Open Humanities Hangout - Open Correspondence and the Letter Net
Our next Open Humanities Hangout will take place next Tuesday, 28th May. This is the latest in the series of regular hangouts we’ve been organizing over the past few months with people interested in tapping in to the growing amount of open cultural data and content.
- What: Open Humanities Hangout looking at opening up historical correspondence and mapping the “letter net” – e.g. did Dickens write to George Eliot and did she write back? Come help us find out! Read more below
- When: Tuesday 28th May 2013 at 1700 BST, 12:00 EDT, 1800 CET
- Where: Online via Google Hangout and IRC – we’ll publish the hangout url nearer the time
- Who: anyone who loves the humanities and wants to see the great works of our past accessible and re-usable by anyone regardless of background or location.

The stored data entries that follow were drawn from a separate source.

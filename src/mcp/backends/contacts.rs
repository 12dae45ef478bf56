use std::collections::BTreeMap;

use crate::mcp::backends::split_lines;
use crate::mcp::error::BackendResult;
use crate::mcp::script::{self, quote};

/// Contacts.app access.
pub struct Contacts;

impl Contacts {
    pub fn new() -> Self {
        Self
    }

    pub async fn connect() -> BackendResult<Self> {
        script::probe("Contacts", r#"tell application "Contacts" to count every person"#).await?;
        Ok(Self::new())
    }

    /// Every contact that has at least one phone number, keyed by name.
    pub async fn all_numbers(&self) -> BackendResult<BTreeMap<String, Vec<String>>> {
        let output = script::run_applescript(&numbers_script("every person")).await?;
        Ok(parse_numbers(&output))
    }

    /// Phone numbers of every contact whose name contains `name`.
    pub async fn find_numbers(&self, name: &str) -> BackendResult<Vec<String>> {
        let selection = format!("every person whose name contains {}", quote(name));
        let output = script::run_applescript(&numbers_script(&selection)).await?;
        Ok(parse_numbers(&output).into_values().flatten().collect())
    }
}

fn numbers_script(selection: &str) -> String {
    format!(
        r#"tell application "Contacts"
    set out to ""
    set AppleScript's text item delimiters to ";"
    repeat with p in ({selection})
        set nums to value of every phone of p
        if (count of nums) > 0 then
            set out to out & (name of p) & tab & (nums as text) & linefeed
        end if
    end repeat
    set AppleScript's text item delimiters to ""
    return out
end tell"#
    )
}

fn parse_numbers(output: &str) -> BTreeMap<String, Vec<String>> {
    let mut contacts: BTreeMap<String, Vec<String>> = BTreeMap::new();
    for row in split_lines(output) {
        let [name, numbers] = row.as_slice() else {
            continue;
        };
        let numbers = numbers
            .split(';')
            .map(str::trim)
            .filter(|n| !n.is_empty())
            .map(str::to_string);
        contacts.entry(name.to_string()).or_default().extend(numbers);
    }
    contacts
}

#[cfg(test)]
mod tests {
    use super::*;

    #[test]
    fn test_parse_numbers_merges_duplicate_names() {
        let parsed = parse_numbers("Ann\t+1 555;+1 556\nBob\t+44 20\nAnn\t+1 557\nbroken line\n");
        assert_eq!(parsed["Ann"], vec!["+1 555", "+1 556", "+1 557"]);
        assert_eq!(parsed["Bob"], vec!["+44 20"]);
        assert_eq!(parsed.len(), 2);
    }
}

- Signup: please sign up here or email firstname.lastname@example.org. Note you can always just drop in on the day but it helps us if we have a sense of numbers!
About the Hangouts
The Humanities Hangouts are an informal virtual get together to build apps and insights using open cultural material. Among other things participants have put together an app that helps you to get to know Shakespeare better called Bardomatic, hacked on an annotation tool for public domain texts called TEXTUS and created interactive timelines of the great Western medieval philosophers (helping to improve and de-bug the Timeliner tool in the process).

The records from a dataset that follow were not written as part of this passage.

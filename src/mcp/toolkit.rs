use std::collections::BTreeMap;
use std::sync::Arc;

use async_trait::async_trait;
use serde::de::DeserializeOwned;
use serde_json::Value;
use tracing::{info, warn};

use crate::mcp::error::ToolError;
use crate::mcp::loader::Loader;
use crate::mcp::models::{ToolDescriptor, ToolResponse};

/// Core trait that all tools implement
#[async_trait]
pub trait Tool: Send + Sync {
    fn name(&self) -> &str;

    fn description(&self) -> &str;

    /// JSON schema of the arguments object
    fn input_schema(&self) -> Value;

    /// Run the tool. Arguments have not been validated yet.
    async fn execute(&self, args: Value) -> Result<String, ToolError>;
}

/// Deserialize tool arguments, mapping failures to `InvalidArguments`.
pub fn parse_args<T: DeserializeOwned>(tool: &str, args: Value) -> Result<T, ToolError> {
    serde_json::from_value(args).map_err(|e| ToolError::InvalidArguments {
        tool: tool.to_string(),
        message: e.to_string(),
    })
}

/// Routes tool calls to registered tools once the loader is ready.
pub struct ToolRegistry {
    loader: Arc<Loader>,
    tools: BTreeMap<String, Box<dyn Tool>>,
}

impl ToolRegistry {
    pub fn new(loader: Arc<Loader>) -> Self {
        Self {
            loader,
            tools: BTreeMap::new(),
        }
    }

    pub fn register_tool(&mut self, tool: Box<dyn Tool>) {
        let name = tool.name().to_string();
        info!("Registering tool: {}", name);
        self.tools.insert(name, tool);
    }

    pub fn descriptors(&self) -> Vec<ToolDescriptor> {
        self.tools
            .values()
            .map(|tool| ToolDescriptor {
                name: tool.name().to_string(),
                description: tool.description().to_string(),
                input_schema: tool.input_schema(),
            })
            .collect()
    }

    /// Invoke `name`. Every failure becomes an `isError` response.
    pub async fn invoke_tool(&self, name: &str, args: Value) -> ToolResponse {
        // Bounded: the loader always signals ready within its startup timeout.
        self.loader.wait_ready().await;

        let Some(tool) = self.tools.get(name) else {
            return ToolResponse::error(ToolError::UnknownTool(name.to_string()).to_string());
        };

        info!("Executing tool: '{}'", name);
        match tool.execute(args).await {
            Ok(text) => ToolResponse::text(text),
            Err(err) => {
                warn!("Tool '{}' failed: {}", name, err);
                ToolResponse::error(format!("Error: {err}"))
            }
        }
    }
}

#[cfg(test)]
mod tests {
    use super::*;
    use crate::mcp::backend::BackendId;
    use crate::mcp::cache::testing::{FakeInitializer, Plan};
    use serde_json::json;

    struct EchoTool {
        loader: Arc<Loader>,
    }

    #[async_trait]
    impl Tool for EchoTool {
        fn name(&self) -> &str {
            "echo"
        }

        fn description(&self) -> &str {
            "Echo the text argument"
        }

        fn input_schema(&self) -> Value {
            json!({"type": "object", "properties": {"text": {"type": "string"}}})
        }

        async fn execute(&self, args: Value) -> Result<String, ToolError> {
            #[derive(serde::Deserialize)]
            struct Args {
                text: String,
            }
            let args: Args = parse_args("echo", args)?;
            self.loader.resolve(BackendId::Notes).await?;
            Ok(args.text)
        }
    }

    async fn registry(init: FakeInitializer) -> ToolRegistry {
        let loader = Arc::new(Loader::new(Arc::new(init)));
        loader.spawn();
        let mut registry = ToolRegistry::new(Arc::clone(&loader));
        registry.register_tool(Box::new(EchoTool { loader }));
        registry
    }

    #[tokio::test(start_paused = true)]
    async fn test_invoke_waits_for_ready_and_runs() {
        let registry = registry(FakeInitializer::new()).await;
        let resp = registry.invoke_tool("echo", json!({"text": "hi"})).await;
        assert_eq!(resp, ToolResponse::text("hi"));
    }

    #[tokio::test(start_paused = true)]
    async fn test_unknown_tool_is_tool_error() {
        let registry = registry(FakeInitializer::new()).await;
        let resp = registry.invoke_tool("nope", json!({})).await;
        assert!(resp.is_error);
        assert_eq!(resp.content[0].text, "Unknown tool: nope");
    }

    #[tokio::test(start_paused = true)]
    async fn test_bad_arguments_are_tool_errors() {
        let registry = registry(FakeInitializer::new()).await;
        let resp = registry.invoke_tool("echo", json!({"text": 5})).await;
        assert!(resp.is_error);
        assert!(resp.content[0].text.contains("Invalid arguments for echo"));
    }

    #[tokio::test(start_paused = true)]
    async fn test_init_failure_surfaces_per_call() {
        let init = FakeInitializer::new().with(BackendId::Notes, Plan::FailTimes(2));
        let registry = registry(init).await;

        // Eager attempt used the first failure; this call hits the second.
        let resp = registry.invoke_tool("echo", json!({"text": "a"})).await;
        assert!(resp.is_error);
        assert!(resp.content[0].text.contains("failed to initialize notes backend"));

        let resp = registry.invoke_tool("echo", json!({"text": "b"})).await;
        assert_eq!(resp, ToolResponse::text("b"));
    }
}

The Challenge: Mapping Networks of Correspondence
We want to construct a workflow that will enable anyone to take a published set of letters and turn it into open data and content that we can explorer and visualize. Ultimately we want the network of correspondence – the “letter net”.
This is something to discusson the hangout, but we think the effort will involve at least 3 steps:
- Locate published collection of letters
- Great if these are already digitized on gutenberg
- Extract structured data like author, recipient, date, location
- Geo-code all those locations
- If the texts are not digitized start thinking about that!
- Visualise the results
We’ve already done work on steps 1 and even 2 in the case of Dickens. For geocoding there’s already a simple geocoding guide on the School of Data. For visualization there are plenty of options that we’ll explore on the hangout. (And if we want to start scanning and OCRing there are manuals on how to build your own scanner).
Our basic goal is a set of beautiful and insightful set of visualisations about the correspondence of key cultural figures.
Longer term we would love to see a database of correspondence that is open to everyone to use and add to.